Stored items:
^^^^

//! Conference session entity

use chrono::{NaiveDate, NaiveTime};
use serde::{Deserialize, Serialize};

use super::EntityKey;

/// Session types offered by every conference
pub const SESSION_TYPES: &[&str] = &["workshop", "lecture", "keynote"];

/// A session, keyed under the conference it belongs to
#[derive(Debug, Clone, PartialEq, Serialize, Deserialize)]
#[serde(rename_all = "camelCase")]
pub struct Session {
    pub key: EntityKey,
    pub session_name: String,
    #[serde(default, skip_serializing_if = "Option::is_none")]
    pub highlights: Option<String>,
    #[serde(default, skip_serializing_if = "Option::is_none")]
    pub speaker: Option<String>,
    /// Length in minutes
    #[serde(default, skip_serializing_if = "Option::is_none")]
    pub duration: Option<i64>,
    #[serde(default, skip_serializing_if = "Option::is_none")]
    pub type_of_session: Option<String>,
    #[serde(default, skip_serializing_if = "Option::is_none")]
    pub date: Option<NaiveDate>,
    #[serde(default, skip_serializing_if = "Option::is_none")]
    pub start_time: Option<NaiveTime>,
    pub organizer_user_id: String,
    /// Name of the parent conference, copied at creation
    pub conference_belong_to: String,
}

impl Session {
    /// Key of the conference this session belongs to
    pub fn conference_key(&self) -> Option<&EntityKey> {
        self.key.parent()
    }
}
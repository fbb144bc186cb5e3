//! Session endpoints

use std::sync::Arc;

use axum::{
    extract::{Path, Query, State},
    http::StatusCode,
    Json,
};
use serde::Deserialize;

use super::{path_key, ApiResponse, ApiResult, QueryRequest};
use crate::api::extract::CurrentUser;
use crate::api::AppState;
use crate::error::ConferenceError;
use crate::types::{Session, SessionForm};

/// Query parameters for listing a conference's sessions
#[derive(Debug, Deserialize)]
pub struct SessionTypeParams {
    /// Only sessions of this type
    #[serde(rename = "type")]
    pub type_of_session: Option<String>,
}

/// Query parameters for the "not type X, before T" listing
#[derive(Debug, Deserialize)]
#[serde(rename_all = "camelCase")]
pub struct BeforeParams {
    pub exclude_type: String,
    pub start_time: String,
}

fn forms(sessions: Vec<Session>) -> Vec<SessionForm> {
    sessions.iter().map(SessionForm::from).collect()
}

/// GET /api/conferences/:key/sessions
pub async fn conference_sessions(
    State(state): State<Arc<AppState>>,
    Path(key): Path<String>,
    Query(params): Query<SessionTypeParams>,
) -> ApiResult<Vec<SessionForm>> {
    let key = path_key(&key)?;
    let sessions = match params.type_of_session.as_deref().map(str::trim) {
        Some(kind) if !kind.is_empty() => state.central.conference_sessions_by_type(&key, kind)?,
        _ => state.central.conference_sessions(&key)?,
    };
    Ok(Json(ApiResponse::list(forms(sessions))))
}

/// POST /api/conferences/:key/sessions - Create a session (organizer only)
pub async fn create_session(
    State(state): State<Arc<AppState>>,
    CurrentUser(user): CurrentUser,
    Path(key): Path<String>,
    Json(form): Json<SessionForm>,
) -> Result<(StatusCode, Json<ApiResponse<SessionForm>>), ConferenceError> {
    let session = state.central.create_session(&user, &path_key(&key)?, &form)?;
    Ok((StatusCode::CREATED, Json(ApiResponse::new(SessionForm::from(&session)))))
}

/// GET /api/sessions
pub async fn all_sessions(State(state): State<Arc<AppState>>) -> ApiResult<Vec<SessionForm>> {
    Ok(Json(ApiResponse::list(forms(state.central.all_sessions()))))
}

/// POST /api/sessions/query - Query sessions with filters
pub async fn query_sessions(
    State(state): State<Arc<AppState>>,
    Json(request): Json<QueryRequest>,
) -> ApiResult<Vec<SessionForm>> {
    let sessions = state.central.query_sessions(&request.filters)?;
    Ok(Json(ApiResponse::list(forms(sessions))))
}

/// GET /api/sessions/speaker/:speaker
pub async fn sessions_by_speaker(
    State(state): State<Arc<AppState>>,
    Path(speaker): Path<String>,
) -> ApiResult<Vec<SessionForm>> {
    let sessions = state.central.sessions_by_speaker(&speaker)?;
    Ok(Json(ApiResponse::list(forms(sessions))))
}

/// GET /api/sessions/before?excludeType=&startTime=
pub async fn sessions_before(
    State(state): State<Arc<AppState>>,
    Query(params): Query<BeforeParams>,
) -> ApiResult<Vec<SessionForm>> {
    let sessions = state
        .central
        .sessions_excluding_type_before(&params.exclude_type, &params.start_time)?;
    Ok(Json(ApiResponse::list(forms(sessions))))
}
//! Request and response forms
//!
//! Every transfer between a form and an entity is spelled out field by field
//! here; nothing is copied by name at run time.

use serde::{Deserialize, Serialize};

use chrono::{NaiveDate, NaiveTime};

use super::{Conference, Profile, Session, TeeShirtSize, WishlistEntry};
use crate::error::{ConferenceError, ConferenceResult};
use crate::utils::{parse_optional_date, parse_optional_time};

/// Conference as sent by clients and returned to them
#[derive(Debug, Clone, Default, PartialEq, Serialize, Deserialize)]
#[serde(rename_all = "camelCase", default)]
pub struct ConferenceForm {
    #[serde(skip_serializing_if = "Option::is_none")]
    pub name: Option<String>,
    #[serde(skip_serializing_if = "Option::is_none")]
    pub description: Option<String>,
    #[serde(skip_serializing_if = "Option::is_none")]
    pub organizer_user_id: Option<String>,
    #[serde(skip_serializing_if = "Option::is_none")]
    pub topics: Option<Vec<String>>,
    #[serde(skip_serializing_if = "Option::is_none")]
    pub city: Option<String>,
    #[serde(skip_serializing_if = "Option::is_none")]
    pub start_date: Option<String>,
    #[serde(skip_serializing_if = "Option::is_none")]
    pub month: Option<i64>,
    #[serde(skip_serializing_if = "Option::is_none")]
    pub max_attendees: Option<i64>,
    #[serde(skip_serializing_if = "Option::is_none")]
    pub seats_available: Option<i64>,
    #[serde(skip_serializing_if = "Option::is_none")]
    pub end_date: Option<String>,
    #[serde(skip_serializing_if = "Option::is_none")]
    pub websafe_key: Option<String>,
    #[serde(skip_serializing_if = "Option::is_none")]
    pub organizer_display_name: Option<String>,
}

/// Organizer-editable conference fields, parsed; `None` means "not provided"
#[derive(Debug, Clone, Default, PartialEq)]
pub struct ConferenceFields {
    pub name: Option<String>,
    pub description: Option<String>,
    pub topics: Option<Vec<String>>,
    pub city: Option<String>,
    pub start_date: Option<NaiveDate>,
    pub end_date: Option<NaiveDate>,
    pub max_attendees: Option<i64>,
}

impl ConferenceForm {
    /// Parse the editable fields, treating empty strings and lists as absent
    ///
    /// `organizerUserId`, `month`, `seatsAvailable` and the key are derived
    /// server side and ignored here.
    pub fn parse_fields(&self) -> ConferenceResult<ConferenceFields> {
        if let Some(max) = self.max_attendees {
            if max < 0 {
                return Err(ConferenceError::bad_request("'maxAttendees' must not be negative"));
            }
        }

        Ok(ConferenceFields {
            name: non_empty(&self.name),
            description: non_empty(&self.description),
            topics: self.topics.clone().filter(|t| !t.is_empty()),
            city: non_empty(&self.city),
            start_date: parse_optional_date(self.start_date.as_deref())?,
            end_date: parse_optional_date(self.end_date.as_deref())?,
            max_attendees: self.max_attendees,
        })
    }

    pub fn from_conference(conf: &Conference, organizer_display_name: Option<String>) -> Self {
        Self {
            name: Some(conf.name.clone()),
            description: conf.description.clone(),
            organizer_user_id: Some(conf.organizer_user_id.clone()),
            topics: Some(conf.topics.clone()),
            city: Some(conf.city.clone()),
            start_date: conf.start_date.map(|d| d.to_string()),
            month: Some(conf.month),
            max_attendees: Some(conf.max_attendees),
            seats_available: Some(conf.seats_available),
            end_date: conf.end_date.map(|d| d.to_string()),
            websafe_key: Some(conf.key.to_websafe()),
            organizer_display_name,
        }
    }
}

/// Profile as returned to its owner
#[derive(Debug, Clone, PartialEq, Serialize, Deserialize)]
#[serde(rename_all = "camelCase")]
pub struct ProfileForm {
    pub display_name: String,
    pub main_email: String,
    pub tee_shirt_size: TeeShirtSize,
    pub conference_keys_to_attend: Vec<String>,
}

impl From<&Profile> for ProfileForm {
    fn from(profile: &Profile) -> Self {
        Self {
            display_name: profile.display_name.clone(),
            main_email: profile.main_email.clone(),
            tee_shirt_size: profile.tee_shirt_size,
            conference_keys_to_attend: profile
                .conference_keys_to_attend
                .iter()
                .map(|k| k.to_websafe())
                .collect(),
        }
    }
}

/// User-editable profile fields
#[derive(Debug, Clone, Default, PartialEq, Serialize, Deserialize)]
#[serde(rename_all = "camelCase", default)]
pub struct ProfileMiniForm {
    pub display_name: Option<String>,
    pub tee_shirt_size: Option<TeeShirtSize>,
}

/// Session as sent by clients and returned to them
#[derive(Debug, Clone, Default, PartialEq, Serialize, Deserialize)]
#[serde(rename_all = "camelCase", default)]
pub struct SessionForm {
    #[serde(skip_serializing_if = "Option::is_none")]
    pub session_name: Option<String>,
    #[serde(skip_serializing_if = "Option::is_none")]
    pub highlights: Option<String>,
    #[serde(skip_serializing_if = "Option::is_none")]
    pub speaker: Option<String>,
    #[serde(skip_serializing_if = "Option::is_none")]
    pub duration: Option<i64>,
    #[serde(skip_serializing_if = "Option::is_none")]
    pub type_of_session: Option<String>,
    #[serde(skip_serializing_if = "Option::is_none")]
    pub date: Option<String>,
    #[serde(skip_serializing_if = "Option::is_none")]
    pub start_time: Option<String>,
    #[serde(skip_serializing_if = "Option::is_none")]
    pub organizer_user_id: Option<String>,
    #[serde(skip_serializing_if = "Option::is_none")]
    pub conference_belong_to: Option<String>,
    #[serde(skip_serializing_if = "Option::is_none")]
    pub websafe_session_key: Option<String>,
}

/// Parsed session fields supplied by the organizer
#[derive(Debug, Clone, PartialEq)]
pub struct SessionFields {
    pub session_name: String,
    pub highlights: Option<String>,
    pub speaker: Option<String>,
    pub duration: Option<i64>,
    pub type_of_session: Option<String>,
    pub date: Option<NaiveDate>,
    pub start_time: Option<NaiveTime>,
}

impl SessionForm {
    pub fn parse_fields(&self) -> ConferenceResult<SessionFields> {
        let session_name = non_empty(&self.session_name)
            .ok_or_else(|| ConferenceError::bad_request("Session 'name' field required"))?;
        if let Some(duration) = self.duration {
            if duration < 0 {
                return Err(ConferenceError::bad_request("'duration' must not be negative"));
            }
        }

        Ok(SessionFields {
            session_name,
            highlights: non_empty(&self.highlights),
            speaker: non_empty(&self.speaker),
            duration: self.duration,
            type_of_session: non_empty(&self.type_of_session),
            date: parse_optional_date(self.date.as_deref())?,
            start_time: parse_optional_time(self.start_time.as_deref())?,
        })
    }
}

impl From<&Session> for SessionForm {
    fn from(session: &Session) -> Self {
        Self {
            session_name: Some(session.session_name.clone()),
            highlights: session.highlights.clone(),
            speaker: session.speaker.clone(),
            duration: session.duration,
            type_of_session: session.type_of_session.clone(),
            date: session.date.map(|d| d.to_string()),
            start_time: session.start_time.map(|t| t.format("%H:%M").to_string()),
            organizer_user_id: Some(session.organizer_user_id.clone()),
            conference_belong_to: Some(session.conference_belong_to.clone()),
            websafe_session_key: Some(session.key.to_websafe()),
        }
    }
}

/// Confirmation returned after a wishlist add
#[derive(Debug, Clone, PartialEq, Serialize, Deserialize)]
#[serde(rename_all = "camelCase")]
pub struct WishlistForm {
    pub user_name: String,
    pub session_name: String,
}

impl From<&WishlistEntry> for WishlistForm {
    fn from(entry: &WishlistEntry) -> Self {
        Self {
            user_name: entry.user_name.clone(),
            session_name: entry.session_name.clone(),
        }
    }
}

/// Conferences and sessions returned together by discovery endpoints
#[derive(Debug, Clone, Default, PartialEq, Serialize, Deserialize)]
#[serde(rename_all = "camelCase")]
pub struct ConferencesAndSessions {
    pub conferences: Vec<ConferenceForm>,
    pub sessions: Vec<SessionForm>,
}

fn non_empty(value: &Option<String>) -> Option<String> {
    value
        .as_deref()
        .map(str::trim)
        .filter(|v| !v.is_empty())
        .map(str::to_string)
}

^^^^

● YOUR ASSIGNMENT
Look over the entries for "editable", then copy every line that includes that string.

● RESPONSE BELOW
/// Organizer-editable conference fields, parsed; `None` means "not provided"
    /// Parse the editable fields, treating empty strings and lists as absent
/// User-editable profile fields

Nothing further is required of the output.